Andria, “Oggi Sposi” ieri sera al Teatro Astra
Un mix di poesie, battute da avanspettacolo e citazioni letterarie sul tema dell’amore
La reticenza delle coppie verso il matrimonio e le difficoltà della vita coniugale sono raccontate in maniera dissacrante in “Oggi sposi”, spettacolo teatrale con Ippolito Chiarello e Luigi Bubbico andato scena ieri sera al Teatro Astra.
Esilarante e coinvolgente, l’attore descrive il rapporto tra amore e matrimonio in modo originale, attraverso le parole dei grandi della letteratura italiana e straniera, inframmezzate dalle massime della saggezza popolare, dalle canzoni di Fred Buscaglione, Totò, Mina, Claudio Baglioni e da alcuni divertenti aneddoti sulle delusioni d’amore e sull’agognato giorno delle nozze. Il divertente monologo si avvale dell’accompagnamento musicale di un pianista che nel contempo funge da spalla, come si conviene nella tradizione del varietà comico grottesco.
Dalla magia dell’innamoramento, quando si vive in funzione della persona amata e ci si nutre del suo amore, alla vita matrimoniale sembra intercorrere un abisso: dopo il fatidico sì si spengono gli ultimi barlumi di romanticismo, il cuore riprende il suo battito regolare, l’amata si priva di quell’aura dorata che la rendeva agli occhi dell’innamorato quasi un essere soprannaturale, una creatura angelicata di dantesca memoria, per diventare moglie e madre. Tra una citazione colta e un lazzo l’istituzione matrimoniale viene ironicamente presentata come la tomba dell’amore; la vita di coppia consacrata dal “finchè morte non vi separi” e suggellata dalla promessa di fedeltà eterna diventa una prigione asfissiante e opprimente, secondo il binomio pirandelliano del matrimonio-trappola. All’amore subentra così l’abitudine, il desiderio e la passione cedono il passo al grigiore della vita quotidiana e alle strette maglie del reticolo dei diritti e dei doveri coniugali.
Eppure la vita di coppia ha sempre rappresentato nella storia dell’umanità un traguardo ambito e sofferto: la tragedia di Romeo e Giulietta e il peccaminoso bacio di Paolo e Francesca rivivono attraverso i versi recitati con maestria da Chiarello.

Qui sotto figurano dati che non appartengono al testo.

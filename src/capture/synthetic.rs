//! Test-pattern sensor
//!
//! Produces a moving gradient on the video stream and a moving raw-depth ramp
//! at a fixed frame period. Presence and driver failures can be toggled from
//! another thread through [`SyntheticControl`], which is how the capture loop
//! is exercised without hardware.

use parking_lot::Mutex;
use std::sync::atomic::{AtomicBool, Ordering};
use std::sync::Arc;
use std::thread;
use std::time::{Duration, Instant};

use crate::capture::device::{depth_resolution, DepthSensor, LedMode, StreamHandler, VideoMode};
use crate::depth::RAW_DEPTH_MASK;
use crate::error::DeviceError;

struct Shared {
    present: AtomicBool,
    open: AtomicBool,
    fail_update: AtomicBool,
    fail_open: AtomicBool,
    led_fault: AtomicBool,
    led: Mutex<LedMode>,
    video_mode: Mutex<Option<VideoMode>>,
}

/// Remote control for a [`SyntheticSensor`] that has been moved into a session
#[derive(Clone)]
pub struct SyntheticControl {
    shared: Arc<Shared>,
}

impl SyntheticControl {
    /// Attach or detach the simulated device
    pub fn set_present(&self, present: bool) {
        self.shared.present.store(present, Ordering::SeqCst);
    }

    /// Make the next `update` call fail
    pub fn fail_next_update(&self) {
        self.shared.fail_update.store(true, Ordering::SeqCst);
    }

    /// Make the next `open` call fail
    pub fn fail_next_open(&self) {
        self.shared.fail_open.store(true, Ordering::SeqCst);
    }

    /// Reject LED changes until cleared
    pub fn set_led_fault(&self, fault: bool) {
        self.shared.led_fault.store(fault, Ordering::SeqCst);
    }

    pub fn is_open(&self) -> bool {
        self.shared.open.load(Ordering::SeqCst)
    }

    pub fn led(&self) -> LedMode {
        *self.shared.led.lock()
    }

    /// Mode the video stream was last set up with
    pub fn video_mode(&self) -> Option<VideoMode> {
        *self.shared.video_mode.lock()
    }
}

/// Software sensor producing test patterns
pub struct SyntheticSensor {
    shared: Arc<Shared>,
    frame_period: Duration,
    video_mode: Option<VideoMode>,
    video: Vec<u8>,
    depth: Vec<u16>,
    video_running: bool,
    depth_running: bool,
    frame_index: u32,
    epoch: Instant,
    next_frame: Instant,
}

impl SyntheticSensor {
    pub fn new(frame_period: Duration) -> Self {
        let now = Instant::now();
        Self {
            shared: Arc::new(Shared {
                present: AtomicBool::new(true),
                open: AtomicBool::new(false),
                fail_update: AtomicBool::new(false),
                fail_open: AtomicBool::new(false),
                led_fault: AtomicBool::new(false),
                led: Mutex::new(LedMode::Off),
                video_mode: Mutex::new(None),
            }),
            frame_period,
            video_mode: None,
            video: Vec::new(),
            depth: Vec::new(),
            video_running: false,
            depth_running: false,
            frame_index: 0,
            epoch: now,
            next_frame: now,
        }
    }

    /// Sensor paced at a frame rate
    pub fn with_fps(fps: u32) -> Self {
        Self::new(Duration::from_secs(1) / fps.max(1))
    }

    pub fn control(&self) -> SyntheticControl {
        SyntheticControl {
            shared: self.shared.clone(),
        }
    }

    fn ensure_open(&self) -> Result<(), DeviceError> {
        if self.shared.open.load(Ordering::SeqCst) {
            Ok(())
        } else {
            Err(DeviceError::NotOpen)
        }
    }

    /// Driver clock, in microseconds since the sensor was created
    fn timestamp(&self) -> u32 {
        self.epoch.elapsed().as_micros() as u32
    }

    fn render_video(&mut self) {
        let Some(mode) = self.video_mode else {
            return;
        };
        let width = mode.resolution().width as usize;
        let shift = self.frame_index as usize;
        let bytes_per_pixel = mode.format().bytes_per_pixel();

        for (row, line) in self.video.chunks_exact_mut(width * bytes_per_pixel).enumerate() {
            for (column, pixel) in line.chunks_exact_mut(bytes_per_pixel).enumerate() {
                let value = (column + row + shift) as u8;
                if bytes_per_pixel == 3 {
                    pixel.copy_from_slice(&[value, row as u8, shift as u8]);
                } else {
                    pixel[0] = value;
                }
            }
        }
    }

    fn render_depth(&mut self) {
        let width = depth_resolution().width as usize;
        let shift = self.frame_index as usize * 4;

        for (row, line) in self.depth.chunks_exact_mut(width).enumerate() {
            for (column, sample) in line.iter_mut().enumerate() {
                *sample = ((column + row + shift) as u16) & RAW_DEPTH_MASK;
            }
        }
    }
}

impl DepthSensor for SyntheticSensor {
    fn open(&mut self) -> Result<bool, DeviceError> {
        if self.shared.fail_open.swap(false, Ordering::SeqCst) {
            return Err(DeviceError::OpenFailed("injected failure".to_string()));
        }
        if !self.shared.present.load(Ordering::SeqCst) {
            return Ok(false);
        }
        self.shared.open.store(true, Ordering::SeqCst);
        self.next_frame = Instant::now();
        Ok(true)
    }

    fn close(&mut self) {
        self.video_running = false;
        self.depth_running = false;
        self.shared.open.store(false, Ordering::SeqCst);
    }

    fn is_open(&self) -> bool {
        self.shared.open.load(Ordering::SeqCst)
    }

    fn setup_video(&mut self, mode: VideoMode) -> Result<(), DeviceError> {
        self.ensure_open()?;
        if self.video_running {
            return Err(DeviceError::SetupFailed("video stream is running".to_string()));
        }
        self.video = vec![0; mode.frame_size()];
        self.video_mode = Some(mode);
        *self.shared.video_mode.lock() = Some(mode);
        Ok(())
    }

    fn setup_depth(&mut self) -> Result<(), DeviceError> {
        self.ensure_open()?;
        if self.depth_running {
            return Err(DeviceError::SetupFailed("depth stream is running".to_string()));
        }
        self.depth = vec![0; depth_resolution().pixel_count()];
        Ok(())
    }

    fn start_video(&mut self) -> Result<(), DeviceError> {
        self.ensure_open()?;
        if self.video_mode.is_none() {
            return Err(DeviceError::SetupFailed("video mode not set".to_string()));
        }
        self.video_running = true;
        Ok(())
    }

    fn start_depth(&mut self) -> Result<(), DeviceError> {
        self.ensure_open()?;
        if self.depth.is_empty() {
            return Err(DeviceError::SetupFailed("depth mode not set".to_string()));
        }
        self.depth_running = true;
        Ok(())
    }

    fn stop_video(&mut self) -> Result<(), DeviceError> {
        self.ensure_open()?;
        self.video_running = false;
        Ok(())
    }

    fn stop_depth(&mut self) -> Result<(), DeviceError> {
        self.ensure_open()?;
        self.depth_running = false;
        Ok(())
    }

    fn set_led(&mut self, mode: LedMode) -> Result<(), DeviceError> {
        self.ensure_open()?;
        if self.shared.led_fault.load(Ordering::SeqCst) {
            return Err(DeviceError::LedFailed(format!("cannot switch to {:?}", mode)));
        }
        *self.shared.led.lock() = mode;
        Ok(())
    }

    fn update(&mut self, handler: &mut dyn StreamHandler) -> Result<bool, DeviceError> {
        self.ensure_open()?;
        if self.shared.fail_update.swap(false, Ordering::SeqCst) {
            return Err(DeviceError::EventsFailed("injected failure".to_string()));
        }
        if !self.shared.present.load(Ordering::SeqCst) {
            return Ok(false);
        }

        let now = Instant::now();
        if now < self.next_frame {
            thread::sleep(self.next_frame - now);
        }
        self.next_frame += self.frame_period;
        // Do not try to catch up after a stall
        if self.next_frame < Instant::now() {
            self.next_frame = Instant::now() + self.frame_period;
        }

        if self.video_running {
            self.render_video();
            let timestamp = self.timestamp();
            handler.on_video(&self.video, timestamp);
        }
        if self.depth_running {
            self.render_depth();
            let timestamp = self.timestamp();
            handler.on_depth(&self.depth, timestamp);
        }

        self.frame_index = self.frame_index.wrapping_add(1);
        Ok(true)
    }

    fn name(&self) -> String {
        "synthetic sensor".to_string()
    }
}

#[cfg(test)]
mod tests {
    use super::*;

    #[derive(Default)]
    struct Collector {
        video: Vec<(usize, u32)>,
        depth: Vec<(Vec<u16>, u32)>,
    }

    impl StreamHandler for Collector {
        fn on_video(&mut self, data: &[u8], timestamp: u32) {
            self.video.push((data.len(), timestamp));
        }

        fn on_depth(&mut self, samples: &[u16], timestamp: u32) {
            self.depth.push((samples.to_vec(), timestamp));
        }
    }

    fn streaming_sensor() -> SyntheticSensor {
        let mut sensor = SyntheticSensor::new(Duration::from_millis(1));
        assert!(sensor.open().unwrap());
        sensor.setup_video(VideoMode::Rgb).unwrap();
        sensor.setup_depth().unwrap();
        sensor.start_video().unwrap();
        sensor.start_depth().unwrap();
        sensor
    }

    #[test]
    fn test_delivers_both_streams() {
        let mut sensor = streaming_sensor();
        let mut collector = Collector::default();

        assert!(sensor.update(&mut collector).unwrap());
        assert!(sensor.update(&mut collector).unwrap());

        assert_eq!(collector.video.len(), 2);
        assert_eq!(collector.video[0].0, VideoMode::Rgb.frame_size());
        assert_eq!(collector.depth[0].0.len(), depth_resolution().pixel_count());
        assert!(collector.depth.iter().flat_map(|(d, _)| d).all(|&s| s <= RAW_DEPTH_MASK));
        assert_ne!(collector.depth[0].0, collector.depth[1].0);
        assert!(collector.depth[1].1 >= collector.depth[0].1);
    }

    #[test]
    fn test_absent_device_does_not_open() {
        let mut sensor = SyntheticSensor::new(Duration::from_millis(1));
        sensor.control().set_present(false);
        assert!(!sensor.open().unwrap());
        assert_eq!(sensor.setup_depth().unwrap_err(), DeviceError::NotOpen);
    }

    #[test]
    fn test_setup_requires_stopped_stream() {
        let mut sensor = streaming_sensor();
        assert!(matches!(sensor.setup_video(VideoMode::Ir), Err(DeviceError::SetupFailed(_))));
        sensor.stop_video().unwrap();
        sensor.setup_video(VideoMode::Ir).unwrap();
        assert_eq!(sensor.control().video_mode(), Some(VideoMode::Ir));
    }

    #[test]
    fn test_unplug_and_failure() {
        let mut sensor = streaming_sensor();
        let control = sensor.control();
        let mut collector = Collector::default();

        control.fail_next_update();
        assert!(matches!(sensor.update(&mut collector), Err(DeviceError::EventsFailed(_))));
        assert!(sensor.update(&mut collector).unwrap());

        control.set_present(false);
        assert!(!sensor.update(&mut collector).unwrap());

        sensor.close();
        assert!(!control.is_open());
    }

    #[test]
    fn test_injected_open_and_led_failures() {
        let mut sensor = SyntheticSensor::new(Duration::from_millis(1));
        let control = sensor.control();

        control.fail_next_open();
        assert!(matches!(sensor.open(), Err(DeviceError::OpenFailed(_))));
        assert!(sensor.open().unwrap());

        control.set_led_fault(true);
        assert!(matches!(sensor.set_led(LedMode::Red), Err(DeviceError::LedFailed(_))));
        assert_eq!(control.led(), LedMode::Off);

        control.set_led_fault(false);
        sensor.set_led(LedMode::Red).unwrap();
        assert_eq!(control.led(), LedMode::Red);
    }
}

Lo spettacolo si rifà ai canoni del varietà e ai modi dell’avanspettacolo, spaziando dal serio al comico, dalla lirica di D’Annunzio e Pessoa al repertorio della musica leggera contemporanea e non, con un divertente alternarsi di toni, stili e registri.
La comicità si fonde con le forme del teatro di ricerca, regalando allo spettatore momenti di ilarità intervallati da poesia colta e citazioni letterarie.